A proposito, un recente report del governo prende atto che nell’arco di vent’anni molti borghi interni, soprattutto al centro-sud, sono condannati alla decadenza e allo spopolamento. Lei invece ipotizza il rilancio delle aree interne e dell’Appennino centrale. Ma come si inverte la tendenza in atto?
I dati sulle prospettive lavorative e demografiche delle aree interne e dell’Appennino centrale sono oggettivamente brutti. Ma coltivo la speranza, soprattutto dopo il Covid che ha portato alla scoperta della necessità di coniugare lavoro e qualità di vita. Le nuove tecnologie e lo sviluppo digitale offrono una prospettiva: c’è un milione di smart worker che sta decidendo dove andare a vivere.
Come li convincerebbe a scegliere quelle zone?
Servono tre elementi: uno, infrastrutture digitali; due, abitazioni; tre, lavoro. Tutto questo richiede impegno politico perché quella è l’Italia in salita dove i costi di trasporto, logistica, manutenzione, eccetera sono più alti per chi vuole investire. Quindi serve un’azione forte per mettere quei territori alla pari con l’Italia in discesa.
Beh, il suo partito – FdI – è quello che dà le carte in maggioranza. L’impegno politico necessario lei lo vede?
C’è una discussione in atto. Ma non esistono scorciatoie. Dobbiamo costruire una soluzione complessa a un problema complesso. Non basta un decreto. E bisogna dire con chiarezza che la politica Strategia nazionale aree interne (Snai) va rivista e ricostruita da capo. Il perimetro così è troppo ampio e difficile da mappare. Il governo però ha rifinanziato anche quest’anno la zona franca urbana all’interno del cratere sismico.
Lei pone il tema del dissesto idrogeologico ed evoca la sostituzione delle caldaie a gas con pompe di calore meno inquinanti. Le piacciono, giustamente, i viali alberati che catturano CO2. Ma i soldi per tutto questo voi sindaci dove li troverete?
Tutto questo chiama in causa la fiscalità e gli impegni nazionali ed europei. Faccio un esempio: circa 500mila edifici sono a rischio idrogeologico, praticamente quanti quelli ristrutturati con il superbonus.
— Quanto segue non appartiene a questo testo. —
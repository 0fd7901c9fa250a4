use super::{AlertRule, IssueContext};
use crate::models::{Alert, AlertSeverity, AlertType, Observation};
use chrono::Duration;

const HUMIDITY_THRESHOLD: f64 = 85.0;

/// Fungal-disease humidity advisory, valid for 12 hours
pub struct HumidityAlertRule;

impl AlertRule for HumidityAlertRule {
    fn id(&self) -> &'static str {
        "high_humidity"
    }

    fn name(&self) -> &'static str {
        "High Humidity Advisory"
    }

    fn evaluate(&self, observation: &Observation, ctx: &IssueContext<'_>) -> Option<Alert> {
        if observation.humidity <= HUMIDITY_THRESHOLD {
            return None;
        }

        Some(ctx.issue(
            self.id(),
            AlertType::Advisory,
            AlertSeverity::Moderate,
            self.name(),
            format!(
                "Humidity is {}%. Monitor crops for fungal diseases and ensure proper ventilation.",
                observation.humidity
            ),
            Duration::hours(12),
        ))
    }
}

#[cfg(test)]
mod tests {
    use super::*;
    use crate::logic::alerts::testing::ctx;

    #[test]
    fn fires_only_above_threshold() {
        let areas = vec![];
        let mut obs = Observation::fallback();
        obs.humidity = 85.0;
        assert!(HumidityAlertRule.evaluate(&obs, &ctx(&areas)).is_none());

        obs.humidity = 86.0;
        let alert = HumidityAlertRule.evaluate(&obs, &ctx(&areas)).unwrap();
        assert_eq!(alert.alert_type, AlertType::Advisory);
        assert_eq!(alert.severity, AlertSeverity::Moderate);
        assert_eq!(alert.end_time - alert.start_time, Duration::hours(12));
    }
}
Ebbene, alcuni di essi si sovrappongono, sono efficientati energeticamente ma rischiano lo stesso di crollare.
Sta dicendo che i problemi ambientali italiani li ha causati il superbonus?
Sto dicendo che serve un manifesto politico più realistico che risponda alle esigenze e alle priorità delle famiglie e dei territori. Ed è compito anche delle Regioni mettere in sicurezza il territorio. Il nuovo programma di efficientamento energetico europeo però ha un compito importante, coniugare sostenibilità ecologica ed economica. Quante persone oggi si possono permettere un’auto elettrica?
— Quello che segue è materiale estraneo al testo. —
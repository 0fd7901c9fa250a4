use crate::models::FarmReport;
use std::fmt::Write;

/// Plain-text rendering of a report for `farmcast report`.
pub fn report_to_text(report: &FarmReport) -> String {
    let mut out = String::new();
    let obs = &report.observation;

    // Writing to a String cannot fail
    let _ = writeln!(out, "Farmcast - {}", report.location);
    if let Some(coords) = report.coordinates {
        let _ = writeln!(out, "Coordinates: {}", coords);
    }
    let _ = writeln!(
        out,
        "Generated: {}{}",
        report.generated_at.format("%Y-%m-%d %H:%M UTC"),
        if report.degraded { " (baseline data)" } else { "" }
    );
    let _ = writeln!(out);

    let _ = writeln!(
        out,
        "Now: {}°C (feels like {}°C), {}, humidity {}%, wind {} m/s, UV {}",
        obs.temperature, obs.feels_like, obs.description, obs.humidity, obs.wind_speed, obs.uv_index
    );
    let _ = writeln!(out);

    let _ = writeln!(out, "Forecast:");
    for day in &report.forecast.days {
        let _ = writeln!(
            out,
            "  {}  {:>3.0}°/{:<3.0}°  rain {:>3.0}%  {}",
            day.date.format("%a %d %b"),
            day.high,
            day.low,
            day.precipitation,
            day.description
        );
    }
    let _ = writeln!(out);

    let _ = writeln!(out, "Alerts ({}):", report.alert_source);
    if report.alerts.is_empty() {
        let _ = writeln!(out, "  none");
    }
    for alert in &report.alerts {
        let _ = writeln!(
            out,
            "  [{}/{}] {} until {}",
            alert.alert_type,
            alert.severity,
            alert.title,
            alert.end_time.format("%d %b %H:%M UTC")
        );
    }
    let _ = writeln!(out);

    let _ = writeln!(out, "Recommendations:");
    let recommendations = report.recommendations_by_urgency();
    if recommendations.is_empty() {
        let _ = writeln!(out, "  none");
    }
    for rec in &recommendations {
        let _ = writeln!(
            out,
            "  [{}] {}: {}",
            rec.urgency, rec.recommendation_type, rec.title
        );
        let _ = writeln!(out, "      {}", rec.weather_reason);
        if let Some(ref action_by) = rec.action_by {
            let _ = writeln!(out, "      Act by: {}", action_by);
        }
    }

    out
}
Nel libro lei esprime dubbi sul fotovoltaico, sottolineando i costi per smaltire poi i pannelli. In Maremma c’è la rivolta contro il progetto di un mega parco eolico con pale alte duecento metri tra i vigneti di Morellino. Se però va ridotta la dipendenza dai combustibili fossili, come se ne esce?
Intanto, anche sulle rinnovabili serve un piano nazionale che definisca in modo complessivo le aree idonee. Altrimenti il primo imprenditore che arriva può avere il potere di compromettere il paesaggio. Ma va detto che le rinnovabili da sole non potranno mai dare l’indipendenza energetica.
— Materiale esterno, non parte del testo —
use serde::{Deserialize, Serialize};

#[derive(Debug, Clone, Copy, PartialEq, Eq, Hash, Serialize, Deserialize)]
#[serde(rename_all = "lowercase")]
pub enum RecommendationType {
    Irrigation,
    Planting,
    Harvesting,
    Pesticide,
    Fertilizer,
}

impl RecommendationType {
    pub fn as_str(&self) -> &'static str {
        match self {
            RecommendationType::Irrigation => "Irrigation",
            RecommendationType::Planting => "Planting",
            RecommendationType::Harvesting => "Harvesting",
            RecommendationType::Pesticide => "Pesticide",
            RecommendationType::Fertilizer => "Fertilizer",
        }
    }

    pub fn color(&self) -> ratatui::style::Color {
        use ratatui::style::Color;
        match self {
            RecommendationType::Irrigation => Color::Blue,
            RecommendationType::Planting => Color::Green,
            RecommendationType::Harvesting => Color::Yellow,
            RecommendationType::Pesticide => Color::Magenta,
            RecommendationType::Fertilizer => Color::LightGreen,
        }
    }
}

impl std::fmt::Display for RecommendationType {
    fn fmt(&self, f: &mut std::fmt::Formatter<'_>) -> std::fmt::Result {
        write!(f, "{}", self.as_str())
    }
}

#[derive(Debug, Clone, Copy, PartialEq, Eq, PartialOrd, Ord, Hash, Serialize, Deserialize)]
#[serde(rename_all = "lowercase")]
pub enum Urgency {
    Low,
    Medium,
    High,
}

impl Urgency {
    pub fn as_str(&self) -> &'static str {
        match self {
            Urgency::Low => "Low",
            Urgency::Medium => "Medium",
            Urgency::High => "High",
        }
    }

    pub fn color(&self) -> ratatui::style::Color {
        use ratatui::style::Color;
        match self {
            Urgency::Low => Color::Gray,
            Urgency::Medium => Color::Yellow,
            Urgency::High => Color::Red,
        }
    }

    pub fn symbol(&self) -> &'static str {
        match self {
            Urgency::Low => "→",
            Urgency::Medium => "⚠",
            Urgency::High => "!",
        }
    }
}

impl std::fmt::Display for Urgency {
    fn fmt(&self, f: &mut std::fmt::Formatter<'_>) -> std::fmt::Result {
        write!(f, "{}", self.as_str())
    }
}

#[derive(Debug, Clone, PartialEq, Eq, Serialize, Deserialize)]
#[serde(rename_all = "camelCase")]
pub struct Recommendation {
    /// Slug of the rule that produced this recommendation
    pub id: String,
    #[serde(rename = "type")]
    pub recommendation_type: RecommendationType,
    pub title: String,
    pub description: String,
    pub urgency: Urgency,
    pub weather_reason: String,
    #[serde(skip_serializing_if = "Option::is_none")]
    pub action_by: Option<String>,
}

impl Recommendation {
    pub fn new(
        id: impl Into<String>,
        recommendation_type: RecommendationType,
        urgency: Urgency,
        title: impl Into<String>,
        description: impl Into<String>,
    ) -> Self {
        Self {
            id: id.into(),
            recommendation_type,
            title: title.into(),
            description: description.into(),
            urgency,
            weather_reason: String::new(),
            action_by: None,
        }
    }

    pub fn with_reason(mut self, reason: impl Into<String>) -> Self {
        self.weather_reason = reason.into();
        self
    }

    pub fn with_action_by(mut self, action_by: impl Into<String>) -> Self {
        self.action_by = Some(action_by.into());
        self
    }
}

/// Stable sort, highest urgency first. Ties keep evaluation order.
pub fn sort_by_urgency(recommendations: &mut [Recommendation]) {
    recommendations.sort_by(|a, b| b.urgency.cmp(&a.urgency));
}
So dove sta andando. Dritto verso il nucleare, che piace alla maggioranza di governo e soprattutto alla Lega. Lei è convinto?
Toccare il tema del nucleare è scomodo, ma va fatto. Non sono né pro né contro ma considero importante parlarne, altrimenti arriveremo a un punto in cui ci verrà imposto. Meglio affrontare il tema oggi – ascoltando gli scienziati sull’atomo di terza generazione – perché fra cinque anni saremo fuori tempo massimo e la politica delle rincorse ha fallito. Acqua ed energia saranno i temi cruciali del prossimo futuro. Dobbiamo programmare con consapevolezza.